Successivement, il ouvrit cinq, dix, vingt placards. Une prodigieuse bibliothèque s'amoncela à notre vue.
—Tout, tout, il y a tout ici,—murmura Morhange, avec une étonnante inflexion de terreur et d'admiration.
—Tout ce qui vaut la peine d'être consulté, du moins,—dit Le Mesge.—Tous les grands ouvrages dont le monde réputé savant déplore aujourd'hui la perte.
—Et comment sont-ils ici?
—Cher monsieur, comme vous me navrez, moi qui vous avais cru au courant de certaines choses! Vous oubliez donc le passage où Pline l'Ancien parle de la bibliothèque de Carthage et des trésors qui y étaient entassés? En 146, quand cette ville succomba sous les coups du bélître Scipion, l'invraisemblable ramassis d'illettrés qui avait nom le Sénat romain eut pour ces richesses le plus profond mépris. Il en fit don aux rois indigènes. Ce fut ainsi que Mastanabal recueillit le merveilleux héritage; il fut transmis à ses fils et petits-fils, Hiempsal, Juba Ier, Juba II, le mari de l'admirable Cléopâtre Séléné, fille de la grande Cléopâtre et de Marc-Antoine. Cléopâtre Séléné engendra une fille qui épousa un roi atlante. C'est ainsi qu'Antinéa, fille de Neptune, compte au nombre de ses aïeules l'immortelle reine d'Egypte. C'est ainsi que, par ses droits d'héritage, les vestiges de la bibliothèque de Carthage, enrichis des vestiges de la bibliothèque d'Alexandrie, se trouvent actuellement sous vos yeux.
«La Science fuit l'homme. Alors qu'il instaurait ces monstrueuses Babels pseudo-scientifiques, Berlin, Londres, Paris, la Science s'est reléguée dans ce coin désertique du Hoggar. Ils peuvent bien, là-bas, forger leurs hypothèses, basées sur la perte des ouvrages mystérieux de l'antiquité: ces ouvrages ne sont pas perdus. Ils sont ici. Ici les livres hébreux, chaldéens, assyriens. Ici, les grandes traditions égyptiennes, qui inspirèrent Solon, Hérodote et Platon. Ici, les mythographes grecs, les magiciens de l'Afrique romaine, les rêveurs indiens, tous les trésors, en un mot, dont l'absence fait des dissertations contemporaines de pauvres choses risibles. Croyez-m'en, il est bien vengé, l'humble petit universitaire qu'ils ont pris pour fou, dont ils ont fait fi. J'ai vécu, je vis, je vivrai dans un perpétuel éclat de rire devant leur érudition fausse et tronquée. Et, quand je serai mort, l'erreur, grâce aux précautions jalouses prises par Neptune pour isoler sa bien-aimée Clito du reste du monde, l'erreur, dis-je, continuera à régner en maîtresse souveraine sur leurs pitoyables écrits.
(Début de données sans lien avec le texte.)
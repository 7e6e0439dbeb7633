use std::io::{self, BufRead, Write};

use rand::Rng;
use sweeper_core::{Board, GameError, MoveOutcome, PlayEngine, RevealedMask, build_board};
use thiserror::Error;

use crate::prompt::{InputError, Prompt, parse_move};

/// Source of raw move lines, `None` once the player is gone.
pub trait MoveSource {
    fn next_move(&mut self) -> io::Result<Option<String>>;
}

/// Where the board and messages for the player go.
pub trait RenderSink {
    fn render(&mut self, board: &Board, mask: &RevealedMask) -> io::Result<()>;
    fn message(&mut self, text: &str) -> io::Result<()>;
}

#[derive(Error, Debug, Clone, PartialEq, Eq)]
pub enum MoveError {
    #[error(transparent)]
    Input(#[from] InputError),
    #[error(transparent)]
    Game(#[from] GameError),
}

impl MoveError {
    pub fn is_recoverable(&self) -> bool {
        match self {
            Self::Input(_) => true,
            Self::Game(err) => err.is_recoverable(),
        }
    }
}

#[derive(Copy, Clone, Debug, PartialEq, Eq)]
pub enum SessionOutcome {
    Won,
    Lost,
    /// Input ended before the game did.
    Abandoned,
}

/// Board settings for new games; missing values are asked for.
#[derive(Copy, Clone, Debug, Default, PartialEq, Eq)]
pub struct GameOptions {
    pub rows: Option<u32>,
    pub cols: Option<u32>,
    pub mines: Option<u32>,
    /// Show the whole board before the first move.
    pub peek: bool,
}

pub fn play_move(engine: &mut PlayEngine, line: &str) -> Result<MoveOutcome, MoveError> {
    let raw = parse_move(line)?;
    Ok(engine.reveal_raw(raw)?)
}

/// Read-reveal-render loop for one board until it is won, lost, or input runs out.
pub fn run_session(
    engine: &mut PlayEngine,
    moves: &mut impl MoveSource,
    sink: &mut impl RenderSink,
) -> anyhow::Result<SessionOutcome> {
    loop {
        let Some(line) = moves.next_move()? else {
            log::info!("Input ended, abandoning game");
            return Ok(SessionOutcome::Abandoned);
        };

        match play_move(engine, &line) {
            Ok(MoveOutcome::HitMine) => {
                sink.message("You lose, you selected a mine.")?;
                sink.render(engine.board(), engine.mask())?;
                return Ok(SessionOutcome::Lost);
            }
            Ok(MoveOutcome::Won) => {
                sink.message("You won!")?;
                sink.render(engine.board(), engine.mask())?;
                return Ok(SessionOutcome::Won);
            }
            Ok(MoveOutcome::Cleared) => sink.message("You cleared an area, please continue.")?,
            Err(err) if err.is_recoverable() => {
                log::debug!("Rejected move {:?}: {}", line, err);
                sink.message(&err.to_string())?;
            }
            Err(err) => return Err(err.into()),
        }
        sink.render(engine.board(), engine.mask())?;
    }
}

/// Asks for anything missing from `options`, builds a board from `rng` and plays it.
///
/// Returns `None` when input ends before a board could be built.
pub fn play_game<R, W>(
    options: &GameOptions,
    rng: &mut impl Rng,
    prompt: &mut Prompt<R, W>,
    sink: &mut impl RenderSink,
) -> anyhow::Result<Option<SessionOutcome>>
where
    R: BufRead,
    W: Write,
{
    let Some(rows) = answer_or_ask(options.rows, prompt, "Number of rows:")? else {
        return Ok(None);
    };
    let Some(cols) = answer_or_ask(options.cols, prompt, "Number of columns:")? else {
        return Ok(None);
    };
    let Some(mines) = answer_or_ask(options.mines, prompt, "Number of mines:")? else {
        return Ok(None);
    };

    let board = match build_board(rows, cols, mines, &mut *rng) {
        Ok(board) => board,
        Err(err) => {
            log::debug!("Rejected configuration {}x{} with {} mines", rows, cols, mines);
            sink.message(&err.to_string())?;
            return Ok(Some(SessionOutcome::Abandoned));
        }
    };
    log::info!("Starting {}x{} game with {} mines", rows, cols, mines);

    if options.peek {
        sink.render(&board, &RevealedMask::full(board.size()))?;
    }

    let mut engine = PlayEngine::new(board);
    run_session(&mut engine, prompt, sink).map(Some)
}

fn answer_or_ask<R: BufRead, W: Write>(
    given: Option<u32>,
    prompt: &mut Prompt<R, W>,
    question: &str,
) -> io::Result<Option<u32>> {
    match given {
        Some(value) => Ok(Some(value)),
        None => prompt.ask_number(question),
    }
}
—Monsieur,—dit Morhange d'une voix grave,—vous venez d'affirmer l'influence de l'Egypte sur la civilisation des gens de par ici. Pour des raisons que j'aurai peut-être un jour l'occasion de vous expliquer, je tiendrais à avoir la preuve de cette immixtion.
—Qu'à cela ne tienne, monsieur,—répondit M. Le Mesge.
Alors, à mon tour, je m'avançai.
—Deux mots, s'il vous plaît, monsieur,—dis-je brutalement.—Je ne vous cacherai pas que ces discussions historiques me paraissent absolument hors de saison. Ce n'est pas ma faute, si vous avez eu des déboires universitaires, et si vous n'êtes pas aujourd'hui au Collège de France ou ailleurs. Pour l'instant, une seule chose m'importe: savoir ce que nous faisons, ce que je fais ici. Beaucoup plus que l'étymologie grecque ou berbère de son nom, il m'importe de savoir ce que me veut au juste cette dame, Antinéa. Mon camarade désire connaître ses rapports avec l'Egypte antique: c'est très bien. Pour ma part, je désire être surtout fixé sur ceux qu'elle entretient avec le Gouvernement général de l'Algérie et les bureaux arabes.
M. Le Mesge eut un rire strident.
Je vais vous faire une réponse qui vous donnera satisfaction à tous deux,—répondit-il.